Эмиль Чоран и русские.

В ХХ веке Румыния неожиданно выстрелила, дав миру целую плеяду блестящих творцов и мыслителей: Мирча Элиаде, Эжен Ионеско, Лучиан Блага и, конечно же, Эмиль Чоран. Последнего называют эстетом Апокалипсиса, самым пессимистичным философом на свете, виртуозом эссеистики и афоризма. К слову, бывает попадёшь случайно на девчачью подписку, а-ля «Бесишь, мразь», а там какая-нибудь грустная цитата. И подпись – Эмиль Чоран.

Потому что один из крупнейших философов ХХ века укладывал мысль в отрывочную, хаотичную форму, разбитую на абзацы, отдельные фразы или всего несколько слов: «Быть или не быть. ... Ни то, ни другое». А вот ещё: «В зоопарке. Все животные ведут себя пристойно — кроме обезьян. Чувствуется, что это уже без пяти минут люди». Но обычно от таких афоризмов отрывают (как крылышки у стрекозы) чорановский антиинтеллектуализм, этот особый вид лиричного нонконформизма, очень тонкий и метафоричный, более всего похожий на творчество Ницше. В каком-то смысле Эмиль Чоран – это и есть Ницше заката ХХ века. Он проговаривает, выучивает, абсолютизирует уже знакомые философские положения века XIX. Чоран напоминает горюна-печальника, который, как в северном напевном плаче, надрывно, раз за разом повторяет аргументы Ницше. Не потому что он кого-то копирует, нет – это самобытнейший, оригинальный философ. Просто хочет, чтобы нас сильнее проняло. Он и философствует, как плачет — навзрыд.

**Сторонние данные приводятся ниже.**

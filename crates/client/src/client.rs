//! HTTP client for the engine REST API

use std::time::Duration;

use async_trait::async_trait;
use reqwest::{header, Method, Response, StatusCode};
use serde::de::DeserializeOwned;
use serde::{Deserialize, Serialize};
use tracing::{debug, instrument, trace};
use url::Url;

use crate::error::ClientError;
use crate::external_task::{
    BpmnErrorRequest, CompleteRequest, ExtendLockRequest, ExternalTask, ExternalTaskService,
    FailureRequest, FetchAndLock, LockedExternalTask,
};

/// Default REST endpoint of a local engine
pub const DEFAULT_ENDPOINT_URL: &str = "http://localhost:8080/engine-rest";

/// Default request timeout
pub const DEFAULT_TIMEOUT: Duration = Duration::from_secs(60);

/// Default user agent sent with every request
pub const DEFAULT_USER_AGENT: &str = concat!("CamundaClientRust/", env!("CARGO_PKG_VERSION"));

/// Client configuration
///
/// The timeout applies to whole requests, so it must stay above the
/// long-polling timeout used for fetch-and-lock.
#[derive(Clone, Serialize, Deserialize)]
pub struct ClientConfig {
    /// Base URL of the REST API
    pub endpoint_url: String,

    /// User agent header
    pub user_agent: String,

    /// Request timeout
    #[serde(with = "duration_millis")]
    pub timeout: Duration,

    /// Basic auth user
    pub api_user: Option<String>,

    /// Basic auth password
    pub api_password: Option<String>,
}

impl Default for ClientConfig {
    fn default() -> Self {
        Self {
            endpoint_url: DEFAULT_ENDPOINT_URL.to_string(),
            user_agent: DEFAULT_USER_AGENT.to_string(),
            timeout: DEFAULT_TIMEOUT,
            api_user: None,
            api_password: None,
        }
    }
}

impl ClientConfig {
    /// Create a configuration for the given endpoint
    pub fn new(endpoint_url: impl Into<String>) -> Self {
        Self {
            endpoint_url: endpoint_url.into(),
            ..Default::default()
        }
    }

    /// Set basic auth credentials
    pub fn with_auth(mut self, user: impl Into<String>, password: impl Into<String>) -> Self {
        self.api_user = Some(user.into());
        self.api_password = Some(password.into());
        self
    }

    /// Set the request timeout
    pub fn with_timeout(mut self, timeout: Duration) -> Self {
        self.timeout = timeout;
        self
    }

    /// Set the user agent
    pub fn with_user_agent(mut self, user_agent: impl Into<String>) -> Self {
        self.user_agent = user_agent.into();
        self
    }
}

impl std::fmt::Debug for ClientConfig {
    fn fmt(&self, f: &mut std::fmt::Formatter<'_>) -> std::fmt::Result {
        f.debug_struct("ClientConfig")
            .field("endpoint_url", &self.endpoint_url)
            .field("user_agent", &self.user_agent)
            .field("timeout", &self.timeout)
            .field("api_user", &self.api_user)
            .field("api_password", &self.api_password.as_ref().map(|_| "[REDACTED]"))
            .finish()
    }
}

/// Client for the engine REST API
///
/// Cheap to clone; clones share the connection pool.
///
/// # Example
///
/// ```ignore
/// use camunda_client::{Client, ClientConfig};
///
/// let client = Client::new(
///     ClientConfig::new("http://localhost:8080/engine-rest").with_auth("demo", "demo"),
/// )?;
/// let tasks = client.external_task().fetch_and_lock(&query).await?;
/// ```
#[derive(Clone)]
pub struct Client {
    http: reqwest::Client,
    endpoint_url: String,
    api_user: Option<String>,
    api_password: Option<String>,
}

impl std::fmt::Debug for Client {
    fn fmt(&self, f: &mut std::fmt::Formatter<'_>) -> std::fmt::Result {
        f.debug_struct("Client")
            .field("endpoint_url", &self.endpoint_url)
            .field("api_user", &self.api_user)
            .finish_non_exhaustive()
    }
}

impl Client {
    /// Create a new client
    pub fn new(config: ClientConfig) -> Result<Self, ClientError> {
        let http = reqwest::Client::builder()
            .timeout(config.timeout)
            .user_agent(config.user_agent.clone())
            .build()?;

        Ok(Self {
            http,
            endpoint_url: config.endpoint_url.trim_end_matches('/').to_string(),
            api_user: config.api_user,
            api_password: config.api_password,
        })
    }

    /// External task resource
    pub fn external_task(&self) -> ExternalTaskClient {
        ExternalTaskClient {
            client: self.clone(),
        }
    }

    /// Base URL of the REST API
    pub fn endpoint_url(&self) -> &str {
        &self.endpoint_url
    }

    /// Append `segments` to the endpoint, percent-encoding each one
    fn build_url(&self, segments: &[&str]) -> Result<Url, ClientError> {
        let mut url = Url::parse(&self.endpoint_url)?;
        url.path_segments_mut()
            .map_err(|()| url::ParseError::RelativeUrlWithCannotBeABaseBase)?
            .pop_if_empty()
            .extend(segments);
        Ok(url)
    }

    async fn send<B: Serialize + ?Sized>(
        &self,
        method: Method,
        segments: &[&str],
        body: Option<&B>,
    ) -> Result<Response, ClientError> {
        let url = self.build_url(segments)?;
        trace!(%method, %url, "Sending engine request");

        let mut request = self.http.request(method, url);
        if let Some(user) = &self.api_user {
            request = request.basic_auth(user, self.api_password.as_ref());
        }
        if let Some(body) = body {
            request = request.json(body);
        }

        let response = request.send().await?;
        check_response(response).await
    }

    async fn send_json<B, T>(
        &self,
        method: Method,
        segments: &[&str],
        body: Option<&B>,
    ) -> Result<T, ClientError>
    where
        B: Serialize + ?Sized,
        T: DeserializeOwned,
    {
        let response = self.send(method, segments, body).await?;
        let bytes = response.bytes().await?;
        Ok(serde_json::from_slice(&bytes)?)
    }

    async fn send_empty<B: Serialize + ?Sized>(
        &self,
        method: Method,
        segments: &[&str],
        body: Option<&B>,
    ) -> Result<(), ClientError> {
        self.send(method, segments, body).await?;
        Ok(())
    }
}

/// Error body returned by the engine
#[derive(Debug, Deserialize)]
struct EngineErrorBody {
    #[serde(rename = "type", default)]
    error_type: String,
    #[serde(default)]
    message: String,
}

/// Map non-2xx responses to errors
async fn check_response(response: Response) -> Result<Response, ClientError> {
    let status = response.status();
    if status.is_success() {
        return Ok(response);
    }

    let is_json = response
        .headers()
        .get(header::CONTENT_TYPE)
        .and_then(|v| v.to_str().ok())
        .map(|v| v.starts_with("application/json"))
        .unwrap_or(false);

    if is_json {
        if status == StatusCode::NOT_FOUND {
            return Err(ClientError::not_found());
        }

        let bytes = response.bytes().await?;
        return match serde_json::from_slice::<EngineErrorBody>(&bytes) {
            Ok(body) => Err(ClientError::engine(body.error_type, body.message)),
            Err(e) => Err(ClientError::Status {
                status: status.as_u16(),
                body: format!("failed unmarshal error response: {e}"),
            }),
        };
    }

    let body = response.text().await.unwrap_or_default();
    Err(ClientError::Status {
        status: status.as_u16(),
        body,
    })
}

/// Client for the `/external-task` resource
#[derive(Debug, Clone)]
pub struct ExternalTaskClient {
    client: Client,
}

impl ExternalTaskClient {
    /// Get an external task by id
    #[instrument(skip(self))]
    pub async fn get(&self, task_id: &str) -> Result<ExternalTask, ClientError> {
        self.client
            .send_json::<(), _>(Method::GET, &["external-task", task_id], None)
            .await
    }

    /// Set the priority of a task
    #[instrument(skip(self))]
    pub async fn set_priority(&self, task_id: &str, priority: i64) -> Result<(), ClientError> {
        self.client
            .send_empty(
                Method::PUT,
                &["external-task", task_id, "priority"],
                Some(&serde_json::json!({ "priority": priority })),
            )
            .await
    }

    /// Set the number of retries left; 0 creates an incident
    #[instrument(skip(self))]
    pub async fn set_retries(&self, task_id: &str, retries: u32) -> Result<(), ClientError> {
        self.client
            .send_empty(
                Method::PUT,
                &["external-task", task_id, "retries"],
                Some(&serde_json::json!({ "retries": retries })),
            )
            .await
    }
}

#[async_trait]
impl ExternalTaskService for ExternalTaskClient {
    #[instrument(skip(self, query), fields(worker_id = %query.worker_id))]
    async fn fetch_and_lock(
        &self,
        query: &FetchAndLock,
    ) -> Result<Vec<LockedExternalTask>, ClientError> {
        let tasks: Vec<LockedExternalTask> = self
            .client
            .send_json(Method::POST, &["external-task", "fetchAndLock"], Some(query))
            .await?;
        debug!(count = tasks.len(), "Fetched external tasks");
        Ok(tasks)
    }

    #[instrument(skip(self, request))]
    async fn complete(&self, task_id: &str, request: &CompleteRequest) -> Result<(), ClientError> {
        self.client
            .send_empty(
                Method::POST,
                &["external-task", task_id, "complete"],
                Some(request),
            )
            .await
    }

    #[instrument(skip(self, request))]
    async fn handle_failure(
        &self,
        task_id: &str,
        request: &FailureRequest,
    ) -> Result<(), ClientError> {
        self.client
            .send_empty(
                Method::POST,
                &["external-task", task_id, "failure"],
                Some(request),
            )
            .await
    }

    #[instrument(skip(self, request))]
    async fn handle_bpmn_error(
        &self,
        task_id: &str,
        request: &BpmnErrorRequest,
    ) -> Result<(), ClientError> {
        self.client
            .send_empty(
                Method::POST,
                &["external-task", task_id, "bpmnError"],
                Some(request),
            )
            .await
    }

    #[instrument(skip(self, request))]
    async fn extend_lock(
        &self,
        task_id: &str,
        request: &ExtendLockRequest,
    ) -> Result<(), ClientError> {
        self.client
            .send_empty(
                Method::POST,
                &["external-task", task_id, "extendLock"],
                Some(request),
            )
            .await
    }

    #[instrument(skip(self))]
    async fn unlock(&self, task_id: &str) -> Result<(), ClientError> {
        self.client
            .send_empty::<()>(Method::POST, &["external-task", task_id, "unlock"], None)
            .await
    }
}

/// Serde support for Duration as milliseconds
mod duration_millis {
    use serde::{Deserialize, Deserializer, Serialize, Serializer};
    use std::time::Duration;

    pub fn serialize<S>(duration: &Duration, serializer: S) -> Result<S::Ok, S::Error>
    where
        S: Serializer,
    {
        (duration.as_millis() as u64).serialize(serializer)
    }

    pub fn deserialize<'de, D>(deserializer: D) -> Result<Duration, D::Error>
    where
        D: Deserializer<'de>,
    {
        let millis = u64::deserialize(deserializer)?;
        Ok(Duration::from_millis(millis))
    }
}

Традиционные формы философствования в модерне подверглись эрозии, перетекли в эпистолярный, дневниково-заметочный жанр, так похожий на прото-ЖЖ Василия Розанова: «Розанов — мой брат. Это, несомненно, мыслитель, нет, человек, с которым у меня больше всего общих черт». Философствование за нумизматикой, за поеданием груздочка, наброски, отрезки, разбросанные листочки… – не зря Чоран так любил опавшие мысли Василия Васильевича и сам избрал форму обрывочного эссе, некую, как её можно назвать, исповедальную прозу. Она очень интимная, потому что Чоран считал, что есть только один по-настоящему философский вопрос и это вопрос смерти. Его ведь, в отличие от любви, переживает каждый. Философ, поучившись в Румынии и поучаствовав в фашистском движении Корнелиу Кодряну, перебирается во Францию, где до конца своих дней в 1995-ом, проведённых в нарочитой, замкнутой бедности, ждёт смертельной развязки.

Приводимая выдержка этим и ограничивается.